### WHAT TO PRODUCE
Would you please repeat the data that follows, exactly as it reads?

### DATA FOR PROCESSING
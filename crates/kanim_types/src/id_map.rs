//! Element identifier resolution.
//!
//! Every distinct `(image, index, layer)` triple in an [`Anim`] gets a sequential id.
//! Ids are handed out in traversal order (banks → frames → elements) and the first
//! occurrence of a triple wins; later repeats reuse that id. The rule is the same no
//! matter which decoder produced the anim.

use std::collections::HashMap;

use serde::Serialize;

use crate::file::{KanimError, ReferenceKind};
use crate::model::{Anim, Hashes};

/// Composite element key → sequential id.
#[derive(Debug, Clone, Default, PartialEq, Eq, Serialize)]
pub struct AnimIdMap {
	ids: HashMap<String, usize>,
	order: Vec<String>,
}

impl AnimIdMap {
	/// Composite key for an element: `"{image_name}_{index}_{layer_name}"`.
	pub fn key(image_name: &str, index: i32, layer_name: &str) -> String {
		format!("{image_name}_{index}_{layer_name}")
	}

	/// Id assigned to `key`.
	pub fn get(&self, key: &str) -> Option<usize> {
		self.ids.get(key).copied()
	}

	/// Number of distinct keys.
	pub fn len(&self) -> usize {
		self.order.len()
	}

	/// Returns `true` when no element was seen.
	pub fn is_empty(&self) -> bool {
		self.order.is_empty()
	}

	/// Keys in id order.
	pub fn keys(&self) -> impl Iterator<Item = &str> {
		self.order.iter().map(String::as_str)
	}

	fn intern(&mut self, key: String) -> usize {
		if let Some(&id) = self.ids.get(&key) {
			return id;
		}
		let id = self.order.len();
		self.ids.insert(key.clone(), id);
		self.order.push(key);
		id
	}
}

/// Builds the id map for a decoded anim.
///
/// # Errors
///
/// Returns [`KanimError::MissingReference`] when an element's image or layer hash
/// has no name in `hashes`.
pub fn build_id_map(anim: &Anim, hashes: &Hashes) -> Result<AnimIdMap, KanimError> {
	let mut map = AnimIdMap::default();
	for element in anim.elements() {
		let image = hashes
			.name(element.image)
			.ok_or_else(|| KanimError::missing(ReferenceKind::ImageHash, element.image))?;
		let layer = hashes
			.name(element.layer)
			.ok_or_else(|| KanimError::missing(ReferenceKind::LayerHash, element.layer))?;
		map.intern(AnimIdMap::key(image, element.index, layer));
	}
	log::debug!("resolved {} distinct element ids", map.len());
	Ok(map)
}
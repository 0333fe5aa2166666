//! End-to-end decoding tests for `kanim-rs`

mod binary;
mod scml;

### THE COMPLETED TASK
filename crates/kanim_types/src/id_map.rs
//! Element identifier resolution.
//!
//! Every distinct `(image, index, layer)` triple in an [`Anim`] gets a sequential id.
//! Ids are handed out in traversal order (banks → frames → elements) and the first
//! occurrence of a triple wins; later repeats reuse that id. The rule is the same no
//! matter which decoder produced the anim.

use std::collections::HashMap;

use serde::Serialize;

use crate::file::{KanimError, ReferenceKind};
use crate::model::{Anim, Hashes};

/// Composite element key → sequential id.
#[derive(Debug, Clone, Default, PartialEq, Eq, Serialize)]
pub struct AnimIdMap {
	ids: HashMap<String, usize>,
	order: Vec<String>,
}

impl AnimIdMap {
	/// Composite key for an element: `"{image_name}_{index}_{layer_name}"`.
	pub fn key(image_name: &str, index: i32, layer_name: &str) -> String {
		format!("{image_name}_{index}_{layer_name}")
	}

	/// Id assigned to `key`.
	pub fn get(&self, key: &str) -> Option<usize> {
		self.ids.get(key).copied()
	}

	/// Number of distinct keys.
	pub fn len(&self) -> usize {
		self.order.len()
	}

	/// Returns `true` when no element was seen.
	pub fn is_empty(&self) -> bool {
		self.order.is_empty()
	}

	/// Keys in id order.
	pub fn keys(&self) -> impl Iterator<Item = &str> {
		self.order.iter().map(String::as_str)
	}

	fn intern(&mut self, key: String) -> usize {
		if let Some(&id) = self.ids.get(&key) {
			return id;
		}
		let id = self.order.len();
		self.ids.insert(key.clone(), id);
		self.order.push(key);
		id
	}
}

/// Builds the id map for a decoded anim.
///
/// # Errors
///
/// Returns [`KanimError::MissingReference`] when an element's image or layer hash
/// has no name in `hashes`.
pub fn build_id_map(anim: &Anim, hashes: &Hashes) -> Result<AnimIdMap, KanimError> {
	let mut map = AnimIdMap::default();
	for element in anim.elements() {
		let image = hashes
			.name(element.image)
			.ok_or_else(|| KanimError::missing(ReferenceKind::ImageHash, element.image))?;
		let layer = hashes
			.name(element.layer)
			.ok_or_else(|| KanimError::missing(ReferenceKind::LayerHash, element.layer))?;
		map.intern(AnimIdMap::key(image, element.index, layer));
	}
	log::debug!("resolved {} distinct element ids", map.len());
	Ok(map)
}
repository 0333fe5aa2166666
//! End-to-end decoding tests for `kanim-rs`

mod binary;
mod scml;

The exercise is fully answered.